The determination to do something (anything) arises from a number of sources, and not just a reaction to the scarcely concealed contempt so many university administrators have for the Coalition parties. There is an alliance between two—perhaps informal—factions within the Liberal Party: those concerned about China (generally) and its alleged influence within universities (specifically), as well as the more broadly based (generally) anti-university faction.
Much of the criticism on both counts is simply misguided, but—to be fair—there is much wrong with the Australian university system and a misdiagnosis is better than nothing. Following the somewhat haphazard revenge wreaked on universities in recent times, it seems the new Education Minister, Alan Tudge, may be arriving at a more accurate diagnosis of the system’s ills, and is planning some large and important changes that address actual problems.
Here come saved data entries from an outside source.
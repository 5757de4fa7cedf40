//! Enumerations and flag sets understood by the driver.
//!
//! Each enum carries the vendor's raw `int32` value as its discriminant and
//! converts back with `from_raw`, so it can travel through the attribute
//! protocol as an `int32` attribute.

use bitflags::bitflags;

use crate::attributes::{AttributeKind, AttributeType, AttributeValue};
use crate::error::{error_codes, DaqError, Result};

/// Timeout sentinel: block until the operation completes.
pub const WAIT_INFINITELY: f64 = -1.0;

/// Timeout used when the caller does not pass one.
pub const DEFAULT_TIMEOUT: f64 = 10.0;

macro_rules! daq_enum {
    (
        $(#[$meta:meta])*
        $name:ident {
            $($(#[$vmeta:meta])* $variant:ident = $value:expr),+ $(,)?
        }
    ) => {
        $(#[$meta])*
        #[derive(Debug, Clone, Copy, PartialEq, Eq, Hash)]
        #[repr(i32)]
        pub enum $name {
            $($(#[$vmeta])* $variant = $value),+
        }

        impl $name {
            /// Convert from the raw driver value.
            pub fn from_raw(raw: i32) -> Option<Self> {
                match raw {
                    $(x if x == $value => Some(Self::$variant),)+
                    _ => None,
                }
            }

            /// Raw driver value.
            pub fn raw(self) -> i32 {
                self as i32
            }
        }

        impl AttributeKind for $name {
            const TYPE: AttributeType = AttributeType::I32;

            fn into_value(self) -> AttributeValue {
                AttributeValue::I32(self.raw())
            }

            fn from_value(value: AttributeValue) -> Result<Self> {
                let raw = i32::from_value(value)?;
                Self::from_raw(raw).ok_or_else(|| {
                    DaqError::driver(
                        error_codes::INVALID_ATTRIBUTE_VALUE,
                        format!("{raw} is not a valid {} value.", stringify!($name)),
                    )
                })
            }
        }

        impl serde::Serialize for $name {
            fn serialize<S: serde::Serializer>(&self, serializer: S) -> std::result::Result<S::Ok, S::Error> {
                serializer.serialize_i32(self.raw())
            }
        }

        impl<'de> serde::Deserialize<'de> for $name {
            fn deserialize<D: serde::Deserializer<'de>>(deserializer: D) -> std::result::Result<Self, D::Error> {
                let raw = i32::deserialize(deserializer)?;
                Self::from_raw(raw).ok_or_else(|| {
                    serde::de::Error::custom(format!("{raw} is not a valid {} value", stringify!($name)))
                })
            }
        }
    };
}

daq_enum! {
    /// Input terminal configuration of an analog channel.
    TerminalConfiguration {
        Default = -1,
        Rse = 10083,
        Nrse = 10078,
        Differential = 10106,
        PseudoDifferential = 12529,
    }
}

daq_enum! {
    /// Units of a voltage channel.
    VoltageUnits {
        Volts = 10348,
        FromCustomScale = 10065,
    }
}

daq_enum! {
    /// Units of a current channel.
    CurrentUnits {
        Amps = 10342,
        FromCustomScale = 10065,
    }
}

daq_enum! {
    /// Units of a temperature channel.
    TemperatureUnits {
        DegC = 10143,
        DegF = 10144,
        Kelvins = 10325,
        DegR = 10145,
    }
}

daq_enum! {
    /// Thermocouple type.
    ThermocoupleType {
        J = 10072,
        K = 10073,
        N = 10077,
        R = 10082,
        S = 10085,
        T = 10086,
        B = 10047,
        E = 10055,
    }
}

daq_enum! {
    /// Cold-junction compensation source.
    CjcSource {
        BuiltIn = 10200,
        ConstantUserValue = 10116,
        Channel = 10113,
    }
}

daq_enum! {
    /// Location of the shunt resistor on a current channel.
    CurrentShuntResistorLocation {
        LetDriverChoose = -1,
        Internal = 10200,
        External = 10167,
    }
}

daq_enum! {
    /// Units of a frequency measurement or generation.
    FrequencyUnits {
        Hz = 10373,
        Ticks = 10304,
        FromCustomScale = 10065,
    }
}

daq_enum! {
    /// Units of a time measurement or generation.
    TimeUnits {
        Seconds = 10364,
        Ticks = 10304,
        FromCustomScale = 10065,
    }
}

daq_enum! {
    /// Active edge of a digital signal.
    Edge {
        Rising = 10280,
        Falling = 10171,
    }
}

daq_enum! {
    /// Slope of an analog trigger.
    Slope {
        Rising = 10280,
        Falling = 10171,
    }
}

daq_enum! {
    /// Count direction of an edge counter.
    CountDirection {
        CountUp = 10128,
        CountDown = 10124,
        ExternalControl = 10326,
    }
}

daq_enum! {
    /// Frequency measurement method.
    CounterFrequencyMethod {
        LowFrequency1Counter = 10105,
        HighFrequency2Counters = 10157,
        LargeRange2Counters = 10205,
        DynamicAveraging = 16065,
    }
}

daq_enum! {
    /// Logic level.
    Level {
        High = 10192,
        Low = 10214,
    }
}

daq_enum! {
    /// Polarity of a handshake or exported signal.
    Polarity {
        ActiveHigh = 10095,
        ActiveLow = 10096,
    }
}

daq_enum! {
    /// How digital lines are grouped into virtual channels.
    LineGrouping {
        /// One virtual channel per line.
        ChanPerLine = 0,
        /// One virtual channel for all listed lines.
        ChanForAllLines = 1,
    }
}

daq_enum! {
    /// Sample quantity mode.
    AcquisitionType {
        Finite = 10178,
        Continuous = 10123,
        HwTimedSinglePoint = 12522,
    }
}

daq_enum! {
    /// Sample timing type.
    SampleTimingType {
        SampleClock = 10388,
        Handshake = 10389,
        Implicit = 10451,
        OnDemand = 10390,
        ChangeDetection = 12504,
        PipelinedSampleClock = 14668,
        BurstHandshake = 12548,
    }
}

daq_enum! {
    /// Trigger type.
    TriggerType {
        DigitalEdge = 10150,
        AnalogEdge = 10099,
        Time = 15996,
        None = 10230,
    }
}

daq_enum! {
    /// Virtual channel type.
    ChannelType {
        AnalogInput = 10100,
        AnalogOutput = 10102,
        DigitalInput = 10151,
        DigitalOutput = 10153,
        CounterInput = 10131,
        CounterOutput = 10132,
    }
}

daq_enum! {
    /// Measurement type of an analog input channel.
    UsageTypeAI {
        Voltage = 10322,
        Current = 10134,
        TemperatureThermocouple = 10303,
        Power = 16201,
    }
}

daq_enum! {
    /// Output type of an analog output channel.
    UsageTypeAO {
        Voltage = 10322,
        Current = 10134,
    }
}

daq_enum! {
    /// Measurement type of a counter input channel.
    UsageTypeCI {
        CountEdges = 10125,
        Frequency = 10179,
        Period = 10256,
        PulseWidth = 10359,
        SemiPeriod = 10289,
        TwoEdgeSeparation = 10267,
        PulseFrequency = 15864,
        PulseTime = 15865,
        PulseTicks = 15866,
        AngularEncoder = 10360,
        LinearEncoder = 10361,
    }
}

daq_enum! {
    /// Output type of a counter output channel.
    UsageTypeCO {
        PulseFrequency = 10119,
        PulseTicks = 10268,
        PulseTime = 10269,
    }
}

daq_enum! {
    /// Buffer layout of a multi-channel transfer.
    FillMode {
        /// All samples of channel 0, then channel 1, and so on.
        GroupByChannel = 0,
        /// One sample of every channel per scan.
        GroupByScanNumber = 1,
    }
}

daq_enum! {
    /// State transition requested through `control`.
    TaskMode {
        Start = 0,
        Stop = 1,
        Verify = 2,
        Commit = 3,
        Reserve = 4,
        Unreserve = 5,
        Abort = 6,
    }
}

daq_enum! {
    /// Direction of an every-N-samples event.
    EveryNSamplesEventType {
        AcquiredIntoBuffer = 1,
        TransferredFromBuffer = 2,
    }
}

daq_enum! {
    /// Hardware signal that can be exported or observed.
    Signal {
        SampleClock = 12487,
        AdvanceTrigger = 12488,
        ReferenceTrigger = 12490,
        StartTrigger = 12491,
        AiHoldCompleteEvent = 12493,
        CounterOutputEvent = 12494,
        ChangeDetectionEvent = 12511,
        SampleCompleteEvent = 12530,
    }
}

daq_enum! {
    /// Trigger that can be asserted from software.
    SoftwareTrigger {
        AdvanceTrigger = 12488,
    }
}

daq_enum! {
    /// Event whose timestamp `wait_for_valid_timestamp` waits for.
    TimestampEvent {
        StartTrigger = 12491,
        ReferenceTrigger = 12490,
        ArmStartTrigger = 14641,
        FirstSampleTimestamp = 16130,
    }
}

daq_enum! {
    /// Clock a time trigger is expressed in.
    Timescale {
        HostTime = 16126,
        IoDeviceTime = 16127,
    }
}

daq_enum! {
    /// TDMS logging mode.
    LoggingMode {
        Off = 10231,
        Log = 15844,
        LogAndRead = 15842,
    }
}

daq_enum! {
    /// How the TDMS file is opened.
    LoggingOperation {
        Open = 10437,
        OpenOrCreate = 15846,
        CreateOrReplace = 15847,
        Create = 15848,
    }
}

daq_enum! {
    /// Whether an output task may regenerate samples from its buffer.
    RegenerationMode {
        AllowRegeneration = 10097,
        DoNotAllowRegeneration = 10158,
    }
}

daq_enum! {
    /// Action performed on a running watchdog.
    WatchdogControlAction {
        ResetTimer = 0,
        ClearExpiration = 1,
    }
}

daq_enum! {
    /// State a digital line enters when the watchdog expires.
    DigitalLineState {
        High = 10192,
        Low = 10214,
        Tristate = 10310,
        NoChange = 10160,
    }
}

daq_enum! {
    /// Output type an analog channel uses after watchdog expiration.
    WatchdogAOExpirState {
        Voltage = 10322,
        Current = 10134,
        NoChange = 10160,
    }
}

daq_enum! {
    /// State a counter output enters when the watchdog expires.
    WatchdogCOExpirState {
        High = 10192,
        Low = 10214,
        NoChange = 10160,
    }
}

bitflags! {
    /// Options for saving a task to the configuration store.
    #[derive(Debug, Clone, Copy, PartialEq, Eq, Hash, Default)]
    pub struct SaveOptions: u32 {
        /// Replace a saved task of the same name.
        const OVERWRITE = daqmx_sys::DAQmx_Val_Save_Overwrite;
        /// Allow interactive editing of the saved task.
        const ALLOW_INTERACTIVE_EDITING = daqmx_sys::DAQmx_Val_Save_AllowInteractiveEditing;
        /// Allow interactive deletion of the saved task.
        const ALLOW_INTERACTIVE_DELETION = daqmx_sys::DAQmx_Val_Save_AllowInteractiveDeletion;
    }
}

#[cfg(test)]
mod tests {
    use super::*;

    #[test]
    fn test_raw_round_trip() {
        assert_eq!(Edge::from_raw(10280), Some(Edge::Rising));
        assert_eq!(Edge::Falling.raw(), 10171);
        assert_eq!(TerminalConfiguration::from_raw(-1), Some(TerminalConfiguration::Default));
        assert_eq!(UsageTypeCI::from_raw(15865), Some(UsageTypeCI::PulseTime));
        assert_eq!(ChannelType::from_raw(42), None);
    }

    #[test]
    fn test_enum_through_attribute_value() {
        let value = AcquisitionType::Finite.into_value();
        assert_eq!(value, AttributeValue::I32(10178));
        assert_eq!(AcquisitionType::from_value(value).ok(), Some(AcquisitionType::Finite));

        let bad = AcquisitionType::from_value(AttributeValue::I32(7)).unwrap_err();
        assert_eq!(bad.code(), error_codes::INVALID_ATTRIBUTE_VALUE);
    }

    #[test]
    fn test_save_options_bits() {
        let options = SaveOptions::OVERWRITE | SaveOptions::ALLOW_INTERACTIVE_DELETION;
        assert_eq!(options.bits(), 0b101);
    }
}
One of the misguided criticisms of academic staff is that they are sometimes disparaged as being incompetent idiots who could not hold down a ‘real job’, but they are also apparently so critical to our national security they were being infiltrated by hostile foreign powers. It is one or the other. But I am siding on the probability neither of those is quite true. I share concerns that ‘foreign powers’—everybody seems to know who we are talking about—have been spying on and harassing their own citizens in Australia. If true, this is a much broader issue than just what happens on Australian campuses. First and foremost, however, this is a problem for the Australian Government (in particular, the various national security agencies) to manage. The provision of national security and safeguarding Australian sovereignty is a legitimate function of the Federal government.
The university sector had too little regard for the goodwill of Australians.
Then we hear those same foreign powers are trying to generate a positive image of their regime here in Australia. Australia does this, too. It is written into the ABC charter that one of its functions is to propagandise Australian attitudes to the outside world. Mind you, the Australian government is not honest enough to use the word ‘propagandise’, and the ABC is hardly the best choice for projecting a positive image of Australia.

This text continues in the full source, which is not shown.